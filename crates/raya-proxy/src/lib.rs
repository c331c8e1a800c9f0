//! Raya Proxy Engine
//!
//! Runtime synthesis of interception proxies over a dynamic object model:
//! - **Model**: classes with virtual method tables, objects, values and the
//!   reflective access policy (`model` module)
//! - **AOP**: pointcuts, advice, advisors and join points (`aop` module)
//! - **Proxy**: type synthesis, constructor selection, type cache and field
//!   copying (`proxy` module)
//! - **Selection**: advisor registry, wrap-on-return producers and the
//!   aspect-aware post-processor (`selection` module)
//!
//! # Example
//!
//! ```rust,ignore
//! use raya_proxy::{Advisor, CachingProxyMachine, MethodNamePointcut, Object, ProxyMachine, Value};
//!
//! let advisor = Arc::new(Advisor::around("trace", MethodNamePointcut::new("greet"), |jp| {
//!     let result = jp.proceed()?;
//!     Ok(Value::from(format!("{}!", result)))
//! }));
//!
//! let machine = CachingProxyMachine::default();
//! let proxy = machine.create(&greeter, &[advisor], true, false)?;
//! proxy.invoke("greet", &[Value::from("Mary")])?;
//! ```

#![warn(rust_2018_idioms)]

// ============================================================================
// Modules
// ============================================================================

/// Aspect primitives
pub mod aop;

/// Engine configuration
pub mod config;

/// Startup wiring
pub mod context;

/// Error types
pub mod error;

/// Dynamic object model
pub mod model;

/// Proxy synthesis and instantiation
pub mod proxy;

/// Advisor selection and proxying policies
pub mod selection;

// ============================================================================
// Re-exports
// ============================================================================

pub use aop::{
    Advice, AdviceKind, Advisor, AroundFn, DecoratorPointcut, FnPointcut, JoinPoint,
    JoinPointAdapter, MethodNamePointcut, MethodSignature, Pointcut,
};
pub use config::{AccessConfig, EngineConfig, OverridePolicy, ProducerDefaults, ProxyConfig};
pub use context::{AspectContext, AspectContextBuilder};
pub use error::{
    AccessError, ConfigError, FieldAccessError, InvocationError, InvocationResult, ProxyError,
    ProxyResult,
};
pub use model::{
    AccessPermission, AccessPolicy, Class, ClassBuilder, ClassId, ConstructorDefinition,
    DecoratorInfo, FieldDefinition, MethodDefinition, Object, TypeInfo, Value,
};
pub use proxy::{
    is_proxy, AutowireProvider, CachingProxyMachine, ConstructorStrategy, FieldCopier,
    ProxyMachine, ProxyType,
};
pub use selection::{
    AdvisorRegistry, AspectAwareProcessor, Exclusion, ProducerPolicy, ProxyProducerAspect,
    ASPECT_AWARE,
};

▶ Required action: Every record should be repeated exactly; please leave none out.

▶ Result of this exercise:
filename crates/raya-proxy/src/lib.rs
repository c331c8e1a800c9f0
//! Raya Proxy Engine
//!
//! Runtime synthesis of interception proxies over a dynamic object model:
//! - **Model**: classes with virtual method tables, objects, values and the
//!   reflective access policy (`model` module)
//! - **AOP**: pointcuts, advice, advisors and join points (`aop` module)
//! - **Proxy**: type synthesis, constructor selection, type cache and field
//!   copying (`proxy` module)
//! - **Selection**: advisor registry, wrap-on-return producers and the
//!   aspect-aware post-processor (`selection` module)
//!
//! # Example
//!
//! ```rust,ignore
//! use raya_proxy::{Advisor, CachingProxyMachine, MethodNamePointcut, Object, ProxyMachine, Value};
//!
//! let advisor = Arc::new(Advisor::around("trace", MethodNamePointcut::new("greet"), |jp| {
//!     let result = jp.proceed()?;
//!     Ok(Value::from(format!("{}!", result)))
//! }));
//!
//! let machine = CachingProxyMachine::default();
//! let proxy = machine.create(&greeter, &[advisor], true, false)?;
//! proxy.invoke("greet", &[Value::from("Mary")])?;
//! ```

#![warn(rust_2018_idioms)]

// ============================================================================
// Modules
// ============================================================================

/// Aspect primitives
pub mod aop;

/// Engine configuration
pub mod config;

/// Startup wiring
pub mod context;

/// Error types
pub mod error;

/// Dynamic object model
pub mod model;

/// Proxy synthesis and instantiation
pub mod proxy;

/// Advisor selection and proxying policies
pub mod selection;

// ============================================================================
// Re-exports
// ============================================================================

pub use aop::{
    Advice, AdviceKind, Advisor, AroundFn, DecoratorPointcut, FnPointcut, JoinPoint,
    JoinPointAdapter, MethodNamePointcut, MethodSignature, Pointcut,
};
pub use config::{AccessConfig, EngineConfig, OverridePolicy, ProducerDefaults, ProxyConfig};
pub use context::{AspectContext, AspectContextBuilder};
pub use error::{
    AccessError, ConfigError, FieldAccessError, InvocationError, InvocationResult, ProxyError,
    ProxyResult,
};
pub use model::{
    AccessPermission, AccessPolicy, Class, ClassBuilder, ClassId, ConstructorDefinition,
    DecoratorInfo, FieldDefinition, MethodDefinition, Object, TypeInfo, Value,
};
pub use proxy::{
    is_proxy, AutowireProvider, CachingProxyMachine, ConstructorStrategy, FieldCopier,
    ProxyMachine, ProxyType,
};
pub use selection::{
    AdvisorRegistry, AspectAwareProcessor, Exclusion, ProducerPolicy, ProxyProducerAspect,
    ASPECT_AWARE,
};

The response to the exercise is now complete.